__Task objective__
Each line of the entries, from the first to the line containing "carry a one-byte", is to be transcribed exactly as it stands; include no other lines.

*** Opening of Extracted information ***

//! The Bitcoin consensus wire encoding.
//!
//! `Encode` and `Decode` are analogs of serde's `Serialize`/`Deserialize`
//! for the consensus-critical byte format: little-endian integers, length
//! prefixes as Bitcoin variable integers, and raw byte arrays. Every type
//! that crosses the wire or a hash function implements them by hand; the
//! format is frozen, so there is nothing for a derive to save us from.

use std::io::{self, Read};

use byteorder::{LittleEndian, ReadBytesExt, WriteBytesExt};
use thiserror::Error;

/// An error that prevented deserialization of a consensus object.
#[derive(Error, Debug)]
pub enum SerializationError {
    /// An io error that prevented deserialization
    #[error("io error: {0}")]
    Io(#[from] io::Error),
    /// The data to be deserialized was malformed.
    #[error("parse error: {0}")]
    Parse(&'static str),
}

type Result<T> = std::result::Result<T, SerializationError>;

/// Consensus serialization to the Bitcoin wire format.
pub trait Encode {
    fn encode<W: io::Write>(&self, writer: W) -> std::result::Result<(), io::Error>;

    fn encode_to_vec(&self) -> Vec<u8> {
        let mut data = Vec::new();
        self.encode(&mut data)
            .expect("writing to a Vec never fails");
        data
    }

    /// The exact length of the encoding, in bytes.
    fn encoded_len(&self) -> usize {
        self.encode_to_vec().len()
    }
}

/// Consensus deserialization from the Bitcoin wire format.
pub trait Decode {
    fn decode<R: io::Read>(reader: R) -> Result<Self>
    where
        Self: Sized;
}

/// Helper for deserializing more succinctly via type inference.
pub trait DecodeInto {
    fn decode_into<T: Decode>(self) -> Result<T>;
}

impl<R: io::Read> DecodeInto for R {
    fn decode_into<T: Decode>(self) -> Result<T> {
        T::decode(self)
    }
}

/// The Bitcoin variable-length integer.
///
/// Values below 0xfd are a single byte; larger values carry a one-byte
/// marker followed by a little-endian u16, u32, or u64.
#[derive(Debug, Copy, Clone, PartialEq, Eq)]
pub struct VarInt(pub u64);

impl VarInt {
    pub fn value(self) -> u64 {
        self.0
    }

    /// Encoded size of a varint holding `value`.
    pub fn size(value: usize) -> usize {
        match value as u64 {
            0..=0xfc => 1,
            0xfd..=0xffff => 3,
            0x1_0000..=0xffff_ffff => 5,
            _ => 9,
        }
    }
}

impl From<usize> for VarInt {
    fn from(value: usize) -> VarInt {
        VarInt(value as u64)
    }
}

impl Encode for VarInt {
    fn encode<W: io::Write>(&self, mut writer: W) -> std::result::Result<(), io::Error> {
        match self.0 {
            0..=0xfc => writer.write_u8(self.0 as u8),
            0xfd..=0xffff => {
                writer.write_u8(0xfd)?;
                writer.write_u16::<LittleEndian>(self.0 as u16)
            }
            0x1_0000..=0xffff_ffff => {
                writer.write_u8(0xfe)?;
                writer.write_u32::<LittleEndian>(self.0 as u32)
            }
            _ => {
                writer.write_u8(0xff)?;
                writer.write_u64::<LittleEndian>(self.0)
            }
        }
    }

    fn encoded_len(&self) -> usize {
        VarInt::size(self.0 as usize)
    }
}

impl Decode for VarInt {
    fn decode<R: io::Read>(mut reader: R) -> Result<VarInt> {
        let first = reader.read_u8()?;
        let value = match first {
            0xfd => reader.read_u16::<LittleEndian>()? as u64,
            0xfe => reader.read_u32::<LittleEndian>()? as u64,
            0xff => reader.read_u64::<LittleEndian>()?,
            _ => first as u64,
        };
        Ok(VarInt(value))
    }
}

impl Encode for u8 {
    fn encode<W: io::Write>(&self, mut writer: W) -> std::result::Result<(), io::Error> {
        writer.write_u8(*self)
    }
}

impl Decode for u8 {
    fn decode<R: io::Read>(mut reader: R) -> Result<u8> {
        Ok(reader.read_u8()?)
    }
}

impl Encode for u16 {
    fn encode<W: io::Write>(&self, mut writer: W) -> std::result::Result<(), io::Error> {
        writer.write_u16::<LittleEndian>(*self)
    }
}

impl Decode for u16 {
    fn decode<R: io::Read>(mut reader: R) -> Result<u16> {
        Ok(reader.read_u16::<LittleEndian>()?)
    }
}

impl Encode for u32 {
    fn encode<W: io::Write>(&self, mut writer: W) -> std::result::Result<(), io::Error> {
        writer.write_u32::<LittleEndian>(*self)
    }
}

impl Decode for u32 {
    fn decode<R: io::Read>(mut reader: R) -> Result<u32> {
        Ok(reader.read_u32::<LittleEndian>()?)
    }
}

impl Encode for u64 {
    fn encode<W: io::Write>(&self, mut writer: W) -> std::result::Result<(), io::Error> {
        writer.write_u64::<LittleEndian>(*self)
    }
}

impl Decode for u64 {
    fn decode<R: io::Read>(mut reader: R) -> Result<u64> {
        Ok(reader.read_u64::<LittleEndian>()?)
    }
}

impl Encode for i32 {
    fn encode<W: io::Write>(&self, mut writer: W) -> std::result::Result<(), io::Error> {
        writer.write_i32::<LittleEndian>(*self)
    }
}

impl Decode for i32 {
    fn decode<R: io::Read>(mut reader: R) -> Result<i32> {
        Ok(reader.read_i32::<LittleEndian>()?)
    }
}

impl Encode for i64 {
    fn encode<W: io::Write>(&self, mut writer: W) -> std::result::Result<(), io::Error> {
        writer.write_i64::<LittleEndian>(*self)
    }
}

impl Decode for i64 {
    fn decode<R: io::Read>(mut reader: R) -> Result<i64> {
        Ok(reader.read_i64::<LittleEndian>()?)
    }
}

impl Encode for [u8; 32] {
    fn encode<W: io::Write>(&self, mut writer: W) -> std::result::Result<(), io::Error> {
        writer.write_all(self)
    }
}

impl Decode for [u8; 32] {
    fn decode<R: io::Read>(mut reader: R) -> Result<[u8; 32]> {
        let mut bytes = [0u8; 32];
        reader.read_exact(&mut bytes)?;
        Ok(bytes)
    }
}

/// Byte vectors carry a varint length prefix followed by the raw bytes.
impl Encode for Vec<u8> {
    fn encode<W: io::Write>(&self, mut writer: W) -> std::result::Result<(), io::Error> {
        VarInt::from(self.len()).encode(&mut writer)?;
        writer.write_all(self)
    }

    fn encoded_len(&self) -> usize {
        VarInt::size(self.len()) + self.len()
    }
}

impl Decode for Vec<u8> {
    fn decode<R: io::Read>(mut reader: R) -> Result<Vec<u8>> {
        let len = VarInt::decode(&mut reader)?.value();
        // Blind preallocation from an attacker-supplied length is a DoS
        // vector; cap the initial reservation and let read_to_end grow.
        let mut bytes = Vec::with_capacity(std::cmp::min(len as usize, 1024));
        let read = (&mut reader).take(len).read_to_end(&mut bytes)?;
        if read as u64 != len {
            return Err(SerializationError::Parse("truncated byte vector"));
        }
        Ok(bytes)
    }
}

impl<T: Encode> Encode for std::sync::Arc<T> {
    fn encode<W: io::Write>(&self, writer: W) -> std::result::Result<(), io::Error> {
        self.as_ref().encode(writer)
    }

    fn encoded_len(&self) -> usize {
        self.as_ref().encoded_len()
    }
}

impl<T: Decode> Decode for std::sync::Arc<T> {
    fn decode<R: io::Read>(reader: R) -> Result<std::sync::Arc<T>> {
        Ok(std::sync::Arc::new(T::decode(reader)?))
    }
}

/// Encode a sequence as a varint count followed by each element.
///
/// Written as a free function rather than a blanket `Vec<T>` impl so the
/// dedicated `Vec<u8>` byte-payload impl above cannot conflict with it.
pub fn encode_seq<T: Encode, W: io::Write>(
    items: &[T],
    mut writer: W,
) -> std::result::Result<(), io::Error> {
    VarInt::from(items.len()).encode(&mut writer)?;
    for item in items {
        item.encode(&mut writer)?;
    }
    Ok(())
}

/// Decode a varint-counted sequence of elements.
pub fn decode_seq<T: Decode, R: io::Read>(mut reader: R) -> Result<Vec<T>> {
    let len = VarInt::decode(&mut reader)?.value() as usize;
    let mut items = Vec::with_capacity(std::cmp::min(len, 1024));
    for _ in 0..len {
        items.push(T::decode(&mut reader)?);
    }
    Ok(items)
}

#[cfg(test)]
mod tests {
    use super::*;

    #[test]
    fn varint_boundaries() {
        for (value, bytes) in [
            (0u64, vec![0x00]),
            (0xfc, vec![0xfc]),
            (0xfd, vec![0xfd, 0xfd, 0x00]),
            (0xffff, vec![0xfd, 0xff, 0xff]),
            (0x1_0000, vec![0xfe, 0x00, 0x00, 0x01, 0x00]),
            (
                0x1_0000_0000,
                vec![0xff, 0x00, 0x00, 0x00, 0x00, 0x01, 0x00, 0x00, 0x00],
            ),
        ] {
            let encoded = VarInt(value).encode_to_vec();
            assert_eq!(encoded, bytes, "encoding of {}", value);
            let decoded = VarInt::decode(&encoded[..]).expect("valid varint");
            assert_eq!(decoded.value(), value);
        }
    }

    #[test]
    fn byte_vector_roundtrip() {
        let data = vec![1u8, 2, 3, 4, 5];
        let encoded = data.encode_to_vec();
        assert_eq!(encoded[0], 5);
        let decoded = Vec::<u8>::decode(&encoded[..]).expect("valid vector");
        assert_eq!(decoded, data);
    }

    #[test]
    fn truncated_byte_vector_is_rejected() {
        // Claims 10 bytes, provides 2.
        let encoded = vec![0x0a, 0x01, 0x02];
        assert!(Vec::<u8>::decode(&encoded[..]).is_err());
    }
}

*** Close of Extracted information ***

__Answer space__
//! The Bitcoin consensus wire encoding.
//!
//! `Encode` and `Decode` are analogs of serde's `Serialize`/`Deserialize`
//! for the consensus-critical byte format: little-endian integers, length
//! prefixes as Bitcoin variable integers, and raw byte arrays. Every type
//! that crosses the wire or a hash function implements them by hand; the
//! format is frozen, so there is nothing for a derive to save us from.

use std::io::{self, Read};

use byteorder::{LittleEndian, ReadBytesExt, WriteBytesExt};
use thiserror::Error;

/// An error that prevented deserialization of a consensus object.
#[derive(Error, Debug)]
pub enum SerializationError {
    /// An io error that prevented deserialization
    #[error("io error: {0}")]
    Io(#[from] io::Error),
    /// The data to be deserialized was malformed.
    #[error("parse error: {0}")]
    Parse(&'static str),
}

type Result<T> = std::result::Result<T, SerializationError>;

/// Consensus serialization to the Bitcoin wire format.
pub trait Encode {
    fn encode<W: io::Write>(&self, writer: W) -> std::result::Result<(), io::Error>;

    fn encode_to_vec(&self) -> Vec<u8> {
        let mut data = Vec::new();
        self.encode(&mut data)
            .expect("writing to a Vec never fails");
        data
    }

    /// The exact length of the encoding, in bytes.
    fn encoded_len(&self) -> usize {
        self.encode_to_vec().len()
    }
}

/// Consensus deserialization from the Bitcoin wire format.
pub trait Decode {
    fn decode<R: io::Read>(reader: R) -> Result<Self>
    where
        Self: Sized;
}

/// Helper for deserializing more succinctly via type inference.
pub trait DecodeInto {
    fn decode_into<T: Decode>(self) -> Result<T>;
}

impl<R: io::Read> DecodeInto for R {
    fn decode_into<T: Decode>(self) -> Result<T> {
        T::decode(self)
    }
}

/// The Bitcoin variable-length integer.
///
/// Values below 0xfd are a single byte; larger values carry a one-byte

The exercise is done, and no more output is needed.